Do classical musicians have to make compromises to adapt to new styles?
If you have chosen the path of Bollywood, you must deliver what the composer wants. It’s team work after all! Let me give you an example. Years ago Laxmikant Pyarelal, gave me a beautiful song Surmai Andhera Hai... The song was based on a particular raaga and I rendered it in my own way. However, LP made me change it simply because it was supposed to be a sensual number and couldn’t be sung in a classical format. So you have to surrender to the composer’s vision.
What prompted you to launch your own App this year? Are you tech-savvy?

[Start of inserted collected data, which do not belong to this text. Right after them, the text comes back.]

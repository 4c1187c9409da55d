//! テスト用フィクスチャ
//! インメモリ SQLite と各テーブルのシード/取得ヘルパ

use axum::http::{header, HeaderMap};
use sqlx::sqlite::SqlitePoolOptions;
use std::sync::Arc;

use crate::db::DbPool;
use crate::models::{
    AnalyticsBucket, Contestant, DeadLetter, Discount, Event, PaymentReference, Poll, PollEntry,
    Referral, TicketPrice,
};
use crate::rate_limit::PinRateLimiter;
use crate::AppState;

/// インメモリ DB を持つ AppState を作る。
/// 接続ごとに別メモリにならないよう max_connections は 1 にする。
pub async fn test_state() -> Arc<AppState> {
    let pool = SqlitePoolOptions::new()
        .max_connections(1)
        .connect("sqlite::memory:")
        .await
        .expect("failed to open in-memory database");
    crate::db::create_schema(&pool)
        .await
        .expect("failed to create schema");

    Arc::new(AppState {
        db: pool,
        pin_limiter: PinRateLimiter::new(),
    })
}

pub fn bearer_headers(token: &str) -> HeaderMap {
    let mut headers = HeaderMap::new();
    headers.insert(
        header::AUTHORIZATION,
        format!("Bearer {}", token).parse().expect("valid header"),
    );
    headers
}

// ========================================
// Seed Helpers
// ========================================

pub async fn seed_event(db: &DbPool, event_id: &str, creator_id: &str) {
    sqlx::query(
        "INSERT INTO events (event_id, creator_id, title, created_at_ms) VALUES (?, ?, 'Test Event', 0)",
    )
    .bind(event_id)
    .bind(creator_id)
    .execute(db)
    .await
    .expect("seed event");
}

pub async fn seed_ticket_price(
    db: &DbPool,
    event_id: &str,
    ticket_type: &str,
    unit_price: i64,
    available_tickets: Option<i64>,
) {
    sqlx::query(
        "INSERT INTO ticket_prices (event_id, ticket_type, unit_price, available_tickets) VALUES (?, ?, ?, ?)",
    )
    .bind(event_id)
    .bind(ticket_type)
    .bind(unit_price)
    .bind(available_tickets)
    .execute(db)
    .await
    .expect("seed ticket price");
}

#[allow(clippy::too_many_arguments)]
pub async fn seed_discount(
    db: &DbPool,
    event_id: &str,
    code: &str,
    kind: &str,
    value: i64,
    max_uses: i64,
    used_count: i64,
    active: i32,
) {
    sqlx::query(
        "INSERT INTO discounts (event_id, creator_id, code, kind, value, max_uses, used_count, active) VALUES (?, 'C1', ?, ?, ?, ?, ?, ?)",
    )
    .bind(event_id)
    .bind(code)
    .bind(kind)
    .bind(value)
    .bind(max_uses)
    .bind(used_count)
    .bind(active)
    .execute(db)
    .await
    .expect("seed discount");
}

pub async fn seed_user(db: &DbPool, user_id: &str, referral_code: Option<&str>) {
    sqlx::query(
        "INSERT INTO users (user_id, email, referral_code, created_at_ms) VALUES (?, ?, ?, 0)",
    )
    .bind(user_id)
    .bind(format!("{}@example.com", user_id))
    .bind(referral_code)
    .execute(db)
    .await
    .expect("seed user");
}

pub async fn seed_token(db: &DbPool, token: &str, user_id: &str) {
    sqlx::query("INSERT INTO auth_tokens (token, user_id, email) VALUES (?, ?, ?)")
        .bind(token)
        .bind(user_id)
        .bind(format!("{}@example.com", user_id))
        .execute(db)
        .await
        .expect("seed token");
}

pub async fn seed_referral(db: &DbPool, code: &str, owner_id: &str, active: i32) {
    sqlx::query(
        "INSERT INTO referrals (code, owner_id, total_referrals, active, created_at_ms) VALUES (?, ?, 1, ?, 0)",
    )
    .bind(code)
    .bind(owner_id)
    .bind(active)
    .execute(db)
    .await
    .expect("seed referral");
}

pub async fn seed_iwss_account(
    db: &DbPool,
    user_id: &str,
    active: i32,
    balance: i64,
    pin: Option<&str>,
    deactivation_reason: Option<&str>,
) {
    let pin_sha256 = pin.map(crate::handlers::iwss::pin_digest);
    sqlx::query(
        "INSERT INTO iwss_accounts (user_id, active, balance, pin_sha256, deactivation_reason, created_at_ms, updated_at_ms) VALUES (?, ?, ?, ?, ?, 0, 0)",
    )
    .bind(user_id)
    .bind(active)
    .bind(balance)
    .bind(pin_sha256)
    .bind(deactivation_reason)
    .execute(db)
    .await
    .expect("seed iwss account");
}

pub async fn seed_poll(db: &DbPool, poll_id: &str, creator_id: &str) {
    sqlx::query(
        "INSERT INTO polls (poll_id, creator_id, title, created_at_ms) VALUES (?, ?, 'Test Poll', 0)",
    )
    .bind(poll_id)
    .bind(creator_id)
    .execute(db)
    .await
    .expect("seed poll");
}

pub async fn seed_contestant(db: &DbPool, poll_id: &str, contestant_id: &str, votes: i64) {
    sqlx::query(
        "INSERT INTO contestants (poll_id, contestant_id, name, votes) VALUES (?, ?, 'Contestant', ?)",
    )
    .bind(poll_id)
    .bind(contestant_id)
    .bind(votes)
    .execute(db)
    .await
    .expect("seed contestant");
}

// ========================================
// Fetch Helpers
// ========================================

pub async fn get_event(db: &DbPool, event_id: &str) -> Event {
    sqlx::query_as("SELECT * FROM events WHERE event_id = ?")
        .bind(event_id)
        .fetch_one(db)
        .await
        .expect("event row")
}

pub async fn get_ticket_price(db: &DbPool, event_id: &str, ticket_type: &str) -> TicketPrice {
    sqlx::query_as("SELECT * FROM ticket_prices WHERE event_id = ? AND ticket_type = ?")
        .bind(event_id)
        .bind(ticket_type)
        .fetch_one(db)
        .await
        .expect("ticket price row")
}

pub async fn get_discount(db: &DbPool, event_id: &str, code: &str) -> Discount {
    sqlx::query_as("SELECT * FROM discounts WHERE event_id = ? AND code = ?")
        .bind(event_id)
        .bind(code)
        .fetch_one(db)
        .await
        .expect("discount row")
}

pub async fn get_referral(db: &DbPool, code: &str) -> Referral {
    sqlx::query_as("SELECT * FROM referrals WHERE code = ?")
        .bind(code)
        .fetch_one(db)
        .await
        .expect("referral row")
}

pub async fn get_reference(db: &DbPool, reference_id: &str) -> PaymentReference {
    sqlx::query_as("SELECT * FROM payment_references WHERE reference_id = ?")
        .bind(reference_id)
        .fetch_one(db)
        .await
        .expect("reference row")
}

pub async fn get_poll(db: &DbPool, poll_id: &str) -> Poll {
    sqlx::query_as("SELECT * FROM polls WHERE poll_id = ?")
        .bind(poll_id)
        .fetch_one(db)
        .await
        .expect("poll row")
}

pub async fn get_contestant(db: &DbPool, poll_id: &str, contestant_id: &str) -> Contestant {
    sqlx::query_as("SELECT * FROM contestants WHERE poll_id = ? AND contestant_id = ?")
        .bind(poll_id)
        .bind(contestant_id)
        .fetch_one(db)
        .await
        .expect("contestant row")
}

pub async fn get_bucket(db: &DbPool, level: &str, bucket_key: &str) -> Option<AnalyticsBucket> {
    sqlx::query_as("SELECT * FROM analytics_buckets WHERE level = ? AND bucket_key = ?")
        .bind(level)
        .bind(bucket_key)
        .fetch_optional(db)
        .await
        .expect("bucket query")
}

pub async fn marker_exists(db: &DbPool, scope: &str, op_key: &str) -> bool {
    let row: Option<(i64,)> =
        sqlx::query_as("SELECT 1 FROM processed_ops WHERE scope = ? AND op_key = ?")
            .bind(scope)
            .bind(op_key)
            .fetch_optional(db)
            .await
            .expect("marker query");
    row.is_some()
}

pub async fn get_poll_entries(db: &DbPool, poll_id: &str) -> Vec<PollEntry> {
    sqlx::query_as("SELECT * FROM poll_entries WHERE poll_id = ? ORDER BY created_at_ms")
        .bind(poll_id)
        .fetch_all(db)
        .await
        .expect("poll entries")
}

pub async fn get_dead_letters(db: &DbPool, step: &str) -> Vec<DeadLetter> {
    sqlx::query_as("SELECT * FROM dead_letters WHERE step = ? ORDER BY id")
        .bind(step)
        .fetch_all(db)
        .await
        .expect("dead letters")
}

It was my daughter’s doing (laughs). All I know is that it’s an App that gives you access to my files, pictures and other things related to me. Otherwise I am not good at tech stuff! I do know how to message, use Whatsapp and send music files though!
How did your approach to music change since you started exploring fusion music?

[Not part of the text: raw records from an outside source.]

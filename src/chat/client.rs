use super::types::{ChatCompletionRequest, ChatCompletionResponse};
use crate::client::{Client, UrlOptions};
use crate::{Error, ErrorContext, Result};
use reqwest::Method;

pub const CHAT_COMPLETIONS_SUFFIX: &str = "/chat/completions";

impl Client {
    /// `POST /chat/completions`. On Azure the deployment is resolved from `request.model`.
    pub async fn create_chat_completion(
        &self,
        request: &ChatCompletionRequest,
    ) -> Result<ChatCompletionResponse> {
        if request.stream == Some(true) {
            return Err(Error::request_with_context(
                "streaming is not supported by create_chat_completion",
                ErrorContext::new()
                    .with_field_path("request.stream")
                    .with_source("chat"),
            ));
        }
        let req = self.new_json_request(
            Method::POST,
            CHAT_COMPLETIONS_SUFFIX,
            request,
            &UrlOptions::with_model(&request.model),
        )?;
        self.send(req).await
    }
}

It was mainly due to my husband’s (L Subramaniam) encouragement that I started doing fusion, but it doesn’t involve technology! My collaborations with international artistes are also primarily as a vocalist. But fusion music keeps me on my toes and makes me think differently as a singer. It helps me think beyond a three-minute film song. Also, it keeps me interested in it like a student. I still consider myself a learner; I still have fears about singing anything new.
Do you still have fears? It’s hard to believe!
Yes I do! Earlier I had far too many fears about my music. It was my husband who pushed me to do new things. Even now, he encourages me to stretch my limits.
How do you keep your voice so young?
Practice! And yes, there is need for discipline too. I am very fond of food but on the day of a concert, I take care to see that I don’t eat anything wrong. I have to be extra careful as I am prone to bronchitis. Music demands a lot of sacrifice and struggle.
Do singers today have a short shelf life?
Partly. But there are singers like Shreya Ghoshal and Sunidhi Chaudhan who are really good. These days the media attention, especially with reality shows and programmes is so high that it’s easy to get swayed. But while media focus is great it’s necessary to be rooted. Look at the lives of artistes like Manna Dey (an artiste who I was associated with for nearly 18 years; they always try to better themselves despite being legends. Machines don’t make you a good singer. Music should be such that it elevates your soul and spirit. Then you can claim to be on the right path.